Niet-ontvankelijkheid OM door dagvaarden niet relevante entiteit
/Rechtbank Amsterdam 3 november 2008, ECLI:NL:RBAMS:2008:9364
Tijdens de regiezitting van 9 augustus 2007 heeft de rechtbank de vraag gesteld of verdachte een besloten vennootschap is. De officier van justitie heeft daarop geantwoord dat verdachte een eenmansbedrijf is en daarbij gewezen op het uittreksel uit het handelsregister van de Kamer van Koophandel. Zij heeft daaraan toegevoegd dat (de natuurlijke persoon) persoon niet ook zelf is gedagvaard, maar alleen zijn eenmansbedrijf.
De rechtbank heeft op de terechtzitting van 3 november 2008 ambtshalve de vraag aan de orde gesteld of de officier van justitie wel in de vervolging kan worden ontvangen, omdat als verdachte niet een natuurlijke- of een rechtspersoon is gedagvaard.
Het Openbaar Ministerie heeft in antwoord hierop naar voren gebracht dat het de bedoeling was de ‘zakelijke persoon’ persoon te dagvaarden en dat de gedagvaarde verdachte op grond van artikel 51 van het Wetboek van Strafrecht (Sr) kan worden gelijkgesteld met een rechtspersoon. De feiten waarvan verdachte wordt beschuldigd, zijn gepleegd in de bedrijfsmatige sfeer. Dat is de reden dat het aannemingsbedrijf is gedagvaard, maar dat bedrijf is gelijk te stellen met de natuurlijke persoon, aldus het Openbaar Ministerie.
De raadsman van persoon, mr. D.V.A. Brouwer, die door persoon is gemachtigd namens hem de verdediging te voeren voor verdachte, heeft op de vraag naar de ontvankelijkheid geantwoord dat hij geen bezwaar had tegen deze wijze van dagvaarden, omdat in het geval de rechtbank onverhoopt tot een veroordeling zou komen, deze niet op de justitiële documentatie van persoon zou komen te staan, maar op die van zijn aannemingsbedrijf, aldus de raadsman.

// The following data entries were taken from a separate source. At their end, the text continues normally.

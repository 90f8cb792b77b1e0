//! Error Types for Clock Engine Operations
//!
//! Errors are designed for the same constraints as the rest of the crate:
//!
//! 1. **Small Size**: every variant carries inline data only (integers),
//!    so errors stay cheap to return from the sync path and to queue
//!    for diagnostics.
//!
//! 2. **No Heap Allocation**: no `String`, no boxing. Deterministic memory
//!    usage on the smallest targets.
//!
//! 3. **Copy Semantics**: errors implement `Copy` so they can be recorded
//!    (e.g. as "last sync failure" metadata) without move gymnastics.
//!
//! Nothing in this taxonomy is fatal: a failed synchronization leaves the
//! wall clock untouched and the caller retries on its next scheduled
//! opportunity. See `ClockEngine::synchronize`.

use thiserror_no_std::Error;

/// Result type for clock operations
pub type ClockResult<T> = Result<T, ClockError>;

/// Clock engine errors - kept small for embedded use
#[derive(Error, Debug, Clone, Copy, PartialEq, Eq)]
pub enum ClockError {
    /// The network time source refused the request or reported a hard
    /// failure (e.g. no connectivity, DNS failure in the transport).
    #[error("time source unavailable")]
    SourceUnavailable,

    /// The source never produced a usable reading within the bounded
    /// retry budget.
    #[error("no valid epoch after {attempts} attempts")]
    SourceTimeout {
        /// Number of fetch attempts made before giving up
        attempts: u8,
    },

    /// The source answered, but with an epoch below the validity floor
    /// (an unsynchronized SNTP peer reports seconds-since-boot).
    #[error("epoch {secs} below validity floor")]
    EpochOutOfRange {
        /// The rejected epoch value, in seconds
        secs: u32,
    },
}

#[cfg(feature = "defmt")]
impl defmt::Format for ClockError {
    fn format(&self, fmt: defmt::Formatter) {
        match self {
            Self::SourceUnavailable =>
                defmt::write!(fmt, "time source unavailable"),
            Self::SourceTimeout { attempts } =>
                defmt::write!(fmt, "no valid epoch after {} attempts", attempts),
            Self::EpochOutOfRange { secs } =>
                defmt::write!(fmt, "epoch {} below validity floor", secs),
        }
    }
}
//! Monotonic Tick Sources
//!
//! The clock engine measures elapsed real time against a free-running
//! millisecond counter, never against the wall clock it maintains. This
//! module provides the `TickSource` abstraction over that counter and the
//! wrap-safe arithmetic for it.
//!
//! ## Rollover
//!
//! The counter is a fixed-width `u32`, matching the millisecond tick of
//! common MCU runtimes, and wraps after about 49.7 days of uptime. All
//! elapsed-time computations in this crate go through [`elapsed_ticks`],
//! which is exact across a single wrap. The engine additionally forces a
//! resync when it observes a wrap, because the drift baseline recorded at
//! the last sync is no longer trustworthy across it.
//!
//! ## Common Implementations
//!
//! - `SystemTicks`: host clock, `Instant`-based (requires `std`)
//! - `FixedTicks`: manually advanced, for deterministic tests
//! - On bare metal: implement `TickSource` over a hardware timer

use core::cell::Cell;

/// Monotonic tick count in milliseconds since boot. Wraps at `u32::MAX`.
pub type Ticks = u32;

/// Elapsed milliseconds between two tick readings, exact across one wrap.
///
/// For `now < last` this equals `(u32::MAX - last) + now + 1`, which is
/// precisely what two's-complement wrapping subtraction computes.
#[inline]
pub fn elapsed_ticks(last: Ticks, now: Ticks) -> u32 {
    now.wrapping_sub(last)
}

/// True if the counter wrapped between the two readings.
///
/// Only valid when less than one full wrap period (~49.7 days) separates
/// the readings; a double wrap is indistinguishable by construction.
#[inline]
pub fn ticks_wrapped(last: Ticks, now: Ticks) -> bool {
    now < last
}

/// Source of monotonic milliseconds for the clock engine
///
/// ## Implementation Requirements
///
/// - `ticks()` must never go backwards except by wrapping at `u32::MAX`
/// - Precision of 1ms is assumed; coarser sources degrade second accuracy
/// - Implementations must be cheap: `ticks()` is called on every engine
///   tick, many times per second
pub trait TickSource {
    /// Current tick count in milliseconds since boot.
    fn ticks(&self) -> Ticks;

    /// Spin until `ms` milliseconds have elapsed on this source.
    ///
    /// Used only inside the bounded fetch/alignment loops of
    /// `ClockEngine::synchronize`; everything else is non-blocking.
    /// Sources that do not advance on their own (test doubles) must
    /// override this to step their counter instead of spinning.
    fn busy_wait(&self, ms: u32) {
        let start = self.ticks();
        while elapsed_ticks(start, self.ticks()) < ms {
            core::hint::spin_loop();
        }
    }
}

/// Host tick source backed by `std::time::Instant`
#[cfg(feature = "std")]
#[derive(Debug, Clone)]
pub struct SystemTicks {
    origin: std::time::Instant,
}

#[cfg(feature = "std")]
impl SystemTicks {
    /// Create a tick source starting at zero now.
    pub fn new() -> Self {
        Self {
            origin: std::time::Instant::now(),
        }
    }
}

#[cfg(feature = "std")]
impl Default for SystemTicks {
    fn default() -> Self {
        Self::new()
    }
}

#[cfg(feature = "std")]
impl TickSource for SystemTicks {
    fn ticks(&self) -> Ticks {
        // Truncation to u32 reproduces the MCU counter's wrap behavior.
        self.origin.elapsed().as_millis() as Ticks
    }
}

/// Manually driven tick source for deterministic tests
///
/// Interior mutability lets tests advance time while the engine holds the
/// source: `engine.tick_source().advance(1000)`.
#[derive(Debug)]
pub struct FixedTicks {
    now: Cell<Ticks>,
}

impl FixedTicks {
    /// Create a fixed source at the given tick count.
    pub fn new(now: Ticks) -> Self {
        Self { now: Cell::new(now) }
    }

    /// Set the counter to an absolute value (may wrap past `u32::MAX`
    /// only via [`advance`](Self::advance)).
    pub fn set(&self, now: Ticks) {
        self.now.set(now);
    }

    /// Advance the counter by `ms`, wrapping like the real counter.
    pub fn advance(&self, ms: u32) {
        self.now.set(self.now.get().wrapping_add(ms));
    }
}

impl TickSource for FixedTicks {
    fn ticks(&self) -> Ticks {
        self.now.get()
    }

    fn busy_wait(&self, ms: u32) {
        // A fixed source never advances on its own; step it directly.
        self.advance(ms);
    }
}
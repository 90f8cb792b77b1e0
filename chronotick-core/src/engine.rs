//! Clock Engine
//!
//! Owns the wall clock and everything that moves it: network
//! synchronization with precise second-edge alignment, drift-corrected
//! local advance between syncs, timezone and US-DST application, and the
//! resync triggers (midnight crossover, tick-counter rollover, timezone
//! change).
//!
//! ## Cooperative model
//!
//! The engine is single-context: one firmware loop calls [`tick`] every
//! display iteration and [`synchronize`] when the scheduler says a sync
//! is due and connectivity is up. Nothing here blocks unboundedly - the
//! only waits are the fetch/alignment loops inside `synchronize`, both
//! capped by constants. If ported to a threaded host, wrap the engine in
//! a mutex; mutation and readout must not interleave.
//!
//! [`tick`]: ClockEngine::tick
//! [`synchronize`]: ClockEngine::synchronize

use crate::civil::CivilDateTime;
use crate::clock::{ClockFields, SyncState, TimezoneConfig, WallClock};
use crate::constants::{
    ALIGN_BOUNDARY_GUARD_SECS, ALIGN_MAX_POLLS, ALIGN_PHASE_SLACK, ALIGN_POLL_MS,
    FETCH_MAX_ATTEMPTS, FETCH_POLL_MS, HOURS_PER_DAY, MINUTES_PER_HOUR, MIN_VALID_EPOCH,
    MS_PER_SECOND, SECONDS_PER_HOUR, SECONDS_PER_MINUTE,
};
use crate::drift::DriftEstimator;
use crate::dst;
use crate::errors::{ClockError, ClockResult};
use crate::source::{EpochReading, NetworkTimeSource};
use crate::ticks::{elapsed_ticks, ticks_wrapped, TickSource, Ticks};

// Optional logging
#[cfg(feature = "log")]
macro_rules! log_info {
    ($($arg:tt)*) => { log::info!($($arg)*) };
}
#[cfg(not(feature = "log"))]
macro_rules! log_info {
    ($($arg:tt)*) => {};
}

#[cfg(feature = "log")]
macro_rules! log_warn {
    ($($arg:tt)*) => { log::warn!($($arg)*) };
}
#[cfg(not(feature = "log"))]
macro_rules! log_warn {
    ($($arg:tt)*) => {};
}

#[cfg(feature = "log")]
macro_rules! log_debug {
    ($($arg:tt)*) => { log::debug!($($arg)*) };
}
#[cfg(not(feature = "log"))]
macro_rules! log_debug {
    ($($arg:tt)*) => {};
}

/// Drift-corrected wall clock engine.
///
/// Generic over the monotonic [`TickSource`] it measures elapsed time
/// against; the network time source is passed per call because the
/// surrounding firmware owns connectivity and retry cadence.
pub struct ClockEngine<C: TickSource> {
    ticks: C,
    wall: WallClock,
    drift: DriftEstimator,
    tz: TimezoneConfig,
    state: SyncState,
    /// The counter wrapped since the last sync; the drift baseline is
    /// unusable until a fresh sync re-anchors it.
    rollover_since_sync: bool,
}

impl<C: TickSource> ClockEngine<C> {
    /// Create an uninitialized engine.
    ///
    /// The wall clock reports not-ready until the first successful
    /// [`synchronize`](Self::synchronize).
    pub fn new(ticks: C, tz: TimezoneConfig) -> Self {
        Self {
            ticks,
            wall: WallClock::new(),
            drift: DriftEstimator::new(),
            tz,
            state: SyncState::Uninitialized,
            rollover_since_sync: false,
        }
    }

    /// True once a sync has succeeded and the fields are trustworthy.
    pub fn is_initialized(&self) -> bool {
        self.wall.initialized
    }

    /// Read-only snapshot for the display, `None` until initialized.
    pub fn fields(&self) -> Option<ClockFields> {
        if self.wall.initialized {
            Some(self.wall.snapshot(self.tz.utc_offset_hours()))
        } else {
            None
        }
    }

    /// Current lifecycle state.
    pub fn sync_state(&self) -> SyncState {
        self.state
    }

    /// True when the engine owes itself a resync (midnight crossover,
    /// counter rollover, or a timezone change). The scheduler should
    /// treat this as "sync at the next connectivity window".
    pub fn needs_resync(&self) -> bool {
        self.state != SyncState::Tracking
    }

    /// Smoothed drift estimate, milliseconds per hour. Positive means
    /// the tick source runs fast.
    pub fn drift_ms_per_hour(&self) -> i32 {
        self.drift.ms_per_hour()
    }

    /// UTC epoch of the most recent successful sync, for diagnostics.
    pub fn last_sync_epoch(&self) -> Option<u32> {
        if self.wall.initialized {
            Some(self.wall.last_sync_epoch)
        } else {
            None
        }
    }

    /// Timezone configuration currently in effect.
    pub fn timezone(&self) -> TimezoneConfig {
        self.tz
    }

    /// The tick source the engine measures against.
    pub fn tick_source(&self) -> &C {
        &self.ticks
    }

    /// Acquire a fresh UTC reading and rebuild the wall clock from it.
    ///
    /// On any failure the wall clock is left exactly as it was; the
    /// caller retries at its next scheduled opportunity. Connectivity is
    /// the caller's concern - call this only when the network is up.
    ///
    /// Known limitation inherited from the display firmware this engine
    /// was built for: the DST hour is only ever applied when the
    /// configured offset is negative, a geographic proxy for "US
    /// timezone". Behavior for non-US negative-offset zones with
    /// `dst_enabled` is an approximation.
    pub fn synchronize(&mut self, source: &mut dyn NetworkTimeSource) -> ClockResult<()> {
        let base = self.fetch_valid_epoch(source)?;
        let (reading, mark) = self.acquire_second_edge(source, base);

        // Drift sample against the previous sync, when the baseline is
        // usable (no rollover in between, source moving forward).
        if self.wall.initialized
            && !self.rollover_since_sync
            && reading.secs >= self.wall.last_sync_epoch
        {
            let expected = reading.secs - self.wall.last_sync_epoch;
            let actual = elapsed_ticks(self.wall.last_sync_ticks, mark);
            if self.drift.observe(expected, actual) {
                log_debug!(
                    "drift estimate now {} ms/h over {}s baseline",
                    self.drift.ms_per_hour(),
                    expected
                );
            }
        }

        let local = self.local_epoch(reading.secs);
        let civil = CivilDateTime::from_epoch(local);
        self.wall.store_sync(&civil, reading.secs, mark);
        self.state = SyncState::Tracking;
        self.rollover_since_sync = false;

        log_info!(
            "time set: {:02}:{:02}:{:02} {} {} {}, {} (UTC{}{})",
            civil.hour,
            civil.minute,
            civil.second,
            civil.weekday.short_name(),
            crate::civil::month_short_name(civil.month),
            civil.day,
            civil.year,
            if self.tz.utc_offset_hours() >= 0.0 { "+" } else { "" },
            self.tz.utc_offset_hours()
        );
        Ok(())
    }

    /// Advance the wall clock from the tick counter.
    ///
    /// Cheap no-op until a full second has elapsed; call at least every
    /// ~200ms for second accuracy, more often is harmless. Seconds,
    /// minutes and hours only ever move forward here - only a full
    /// [`synchronize`](Self::synchronize) may jump them.
    pub fn tick(&mut self) {
        if !self.wall.initialized {
            return;
        }

        let now = self.ticks.ticks();
        let last = self.wall.last_tick_mark;

        if ticks_wrapped(last, now) {
            // The drift baseline recorded at the last sync no longer
            // measures anything across the wrap.
            self.rollover_since_sync = true;
            if self.state == SyncState::Tracking {
                self.state = SyncState::PendingResync;
                log_warn!("tick counter rolled over; resync pending");
            }
        }

        let elapsed = elapsed_ticks(last, now);
        if elapsed < MS_PER_SECOND {
            return;
        }

        // Subtract the drift owed for this span, never below zero.
        let corrected = (elapsed as i64 - self.drift.correction_ms(elapsed))
            .clamp(0, u32::MAX as i64) as u32;

        let seconds_to_add = corrected / MS_PER_SECOND;
        // Keep the sub-second remainder for the next call so fractions
        // of a second are never lost.
        self.wall.last_tick_mark = now.wrapping_sub(corrected % MS_PER_SECOND);

        if seconds_to_add > 0 {
            self.advance_civil(seconds_to_add);
        }
    }

    /// Swap in a new timezone without network: de-initializes the clock
    /// and pends a resync for the next connectivity window.
    pub fn set_timezone(&mut self, tz: TimezoneConfig) {
        self.tz = tz;
        self.wall.initialized = false;
        self.state = SyncState::Uninitialized;
    }

    /// Apply a user timezone change and immediately resync under it.
    ///
    /// All fields are recomputed from a fresh reading rather than
    /// reinterpreted incrementally; on failure the clock stays
    /// de-initialized and the display shows not-ready until a later
    /// sync lands.
    pub fn reset_for_new_timezone(
        &mut self,
        tz: TimezoneConfig,
        source: &mut dyn NetworkTimeSource,
    ) -> ClockResult<()> {
        self.set_timezone(tz);
        self.synchronize(source)
    }

    /// Bounded fetch loop: polls the source until it yields an epoch at
    /// or above the validity floor, waiting [`FETCH_POLL_MS`] between
    /// attempts, at most [`FETCH_MAX_ATTEMPTS`] times.
    fn fetch_valid_epoch(&self, source: &mut dyn NetworkTimeSource) -> ClockResult<EpochReading> {
        let mut last_invalid: Option<u32> = None;

        for attempt in 0..FETCH_MAX_ATTEMPTS {
            match source.fetch_epoch() {
                Ok(r) if r.secs >= MIN_VALID_EPOCH => return Ok(r),
                Ok(r) => {
                    // Source answered but is not itself synchronized yet.
                    last_invalid = Some(r.secs);
                }
                Err(nb::Error::WouldBlock) => {}
                Err(nb::Error::Other(e)) => return Err(e),
            }
            if attempt + 1 < FETCH_MAX_ATTEMPTS {
                self.ticks.busy_wait(FETCH_POLL_MS);
            }
        }

        match last_invalid {
            Some(secs) => Err(ClockError::EpochOutOfRange { secs }),
            None => Err(ClockError::SourceTimeout {
                attempts: FETCH_MAX_ATTEMPTS as u8,
            }),
        }
    }

    /// Pin the sync to a second edge of the source, removing up to ±1s
    /// of round-trip jitter.
    ///
    /// Polls until the source's second value changes and captures the
    /// tick count at that instant. Skipped when the reading sits within
    /// [`ALIGN_BOUNDARY_GUARD_SECS`] of the next minute boundary (racing
    /// the source's own rollover) or when its sub-second phase shows it
    /// already on an edge. If the bounded loop never sees an edge, the
    /// base reading and its entry-time mark are used as-is - ordinary
    /// jitter accepted.
    fn acquire_second_edge(
        &self,
        source: &mut dyn NetworkTimeSource,
        base: EpochReading,
    ) -> (EpochReading, Ticks) {
        let entry_mark = self.ticks.ticks();

        let second_of_minute = base.secs % SECONDS_PER_MINUTE;
        if second_of_minute >= SECONDS_PER_MINUTE - ALIGN_BOUNDARY_GUARD_SECS {
            return (base, entry_mark);
        }
        if base.subsec <= ALIGN_PHASE_SLACK {
            return (base, entry_mark);
        }

        for _ in 0..ALIGN_MAX_POLLS {
            self.ticks.busy_wait(ALIGN_POLL_MS);
            match source.fetch_epoch() {
                Ok(r) if r.secs != base.secs && r.secs >= MIN_VALID_EPOCH => {
                    return (r, self.ticks.ticks());
                }
                Ok(_) => {}
                Err(nb::Error::WouldBlock) => {}
                // A hard failure mid-alignment is not a sync failure; we
                // already hold a valid reading.
                Err(nb::Error::Other(_)) => break,
            }
        }

        (base, entry_mark)
    }

    /// Epoch of the local civil instant for a UTC reading: timezone
    /// offset plus the DST hour when the US rule (evaluated on the UTC
    /// calendar date) applies.
    fn local_epoch(&self, utc_secs: u32) -> i64 {
        let offset_secs = libm::roundf(self.tz.utc_offset_hours() * 3600.0) as i64;
        let mut local = utc_secs as i64 + offset_secs;

        if self.tz.dst_enabled() && self.tz.utc_offset_hours() < 0.0 {
            let utc = CivilDateTime::from_epoch(utc_secs as i64);
            if dst::applies_dst(utc.month, utc.day, utc.weekday) {
                local += SECONDS_PER_HOUR as i64;
            }
        }
        local
    }

    /// Standard 60/60/24 carry. Date fields are never advanced locally;
    /// their correctness across midnight depends on the pending resync.
    fn advance_civil(&mut self, seconds: u32) {
        let total_seconds = self.wall.second as u32 + seconds;
        self.wall.second = (total_seconds % SECONDS_PER_MINUTE) as u8;

        let total_minutes = self.wall.minute as u32 + total_seconds / SECONDS_PER_MINUTE;
        self.wall.minute = (total_minutes % MINUTES_PER_HOUR) as u8;

        let carried_hours = total_minutes / MINUTES_PER_HOUR;
        let total_hours = self.wall.hour as u32 + carried_hours;

        if carried_hours > 0 {
            log_debug!("local time now {:02}:{:02}", total_hours % HOURS_PER_DAY, self.wall.minute);
        }

        if total_hours >= HOURS_PER_DAY {
            // Local arithmetic never touches the date; a sync must.
            self.state = SyncState::PendingResync;
            log_info!("midnight crossed; resync pending for date fields");
        }
        self.wall.hour = (total_hours % HOURS_PER_DAY) as u8;
    }
}
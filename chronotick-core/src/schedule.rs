//! Sync Cadence Scheduler
//!
//! The engine exposes `synchronize()` as a single-shot fallible call;
//! this scheduler owns *when* to make that call. Default cadence: sync
//! immediately at boot, every ten minutes while healthy, thirty seconds
//! after a failure, and immediately whenever the engine pends a resync
//! (midnight, rollover, timezone change).
//!
//! The scheduler never touches the network itself - the firmware loop
//! checks connectivity, asks [`SyncScheduler::due`], runs the sync, and
//! reports the outcome back.

use crate::constants::{SYNC_INTERVAL_MS, SYNC_RETRY_MS};
use crate::ticks::{elapsed_ticks, Ticks};

/// Decides when the next synchronization attempt is owed.
#[derive(Debug, Clone)]
pub struct SyncScheduler {
    interval_ms: u32,
    retry_ms: u32,
    last_attempt: Option<Ticks>,
    last_failed: bool,
}

impl SyncScheduler {
    /// Scheduler with the default cadence (10 min periodic, 30 s retry).
    pub fn new() -> Self {
        Self::with_intervals(SYNC_INTERVAL_MS, SYNC_RETRY_MS)
    }

    /// Scheduler with a custom periodic interval and retry delay, both
    /// in milliseconds.
    pub fn with_intervals(interval_ms: u32, retry_ms: u32) -> Self {
        Self {
            interval_ms,
            retry_ms,
            last_attempt: None,
            last_failed: false,
        }
    }

    /// Is a sync attempt due at tick count `now`?
    ///
    /// `forced` is the engine's `needs_resync()`; it short-circuits the
    /// cadence. Before any attempt has been made the answer is always
    /// yes (boot sync). Wrap-safe across the tick counter rollover.
    pub fn due(&self, now: Ticks, forced: bool) -> bool {
        if forced {
            return true;
        }
        match self.last_attempt {
            None => true,
            Some(at) => {
                let since = elapsed_ticks(at, now);
                let wait = if self.last_failed { self.retry_ms } else { self.interval_ms };
                since >= wait
            }
        }
    }

    /// Record a successful sync finished at `now`.
    pub fn record_success(&mut self, now: Ticks) {
        self.last_attempt = Some(now);
        self.last_failed = false;
    }

    /// Record a failed sync attempt at `now`; the next attempt is owed
    /// after the (shorter) retry delay.
    pub fn record_failure(&mut self, now: Ticks) {
        self.last_attempt = Some(now);
        self.last_failed = true;
    }
}

impl Default for SyncScheduler {
    fn default() -> Self {
        Self::new()
    }
}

De rechtbank overweegt ten aanzien van de ontvankelijkheid van de officier van justitie als volgt. Artikel 51, eerste lid Sr houdt in dat strafbare feiten kunnen worden begaan door natuurlijke personen en rechtspersonen. Dit brengt mee dat de dagvaarding ondubbelzinnig moet luiden ten name van een natuurlijk persoon of een rechtspersoon dan wel van een van de rechtsvormen die ingevolge art 51 lid 3 Sr daarmee kunnen worden gelijkgesteld.
Hoe het hiervoor weergegeven standpunt van de officier van justitie ook moet worden begrepen, de dagvaarding luidt niet ten name van een natuurlijk persoon en evenmin van een rechtspersoon of een daarmee gelijk te stellen rechtsvorm als omschreven in de limitatieve opsomming van het derde lid van artikel 51 Sr.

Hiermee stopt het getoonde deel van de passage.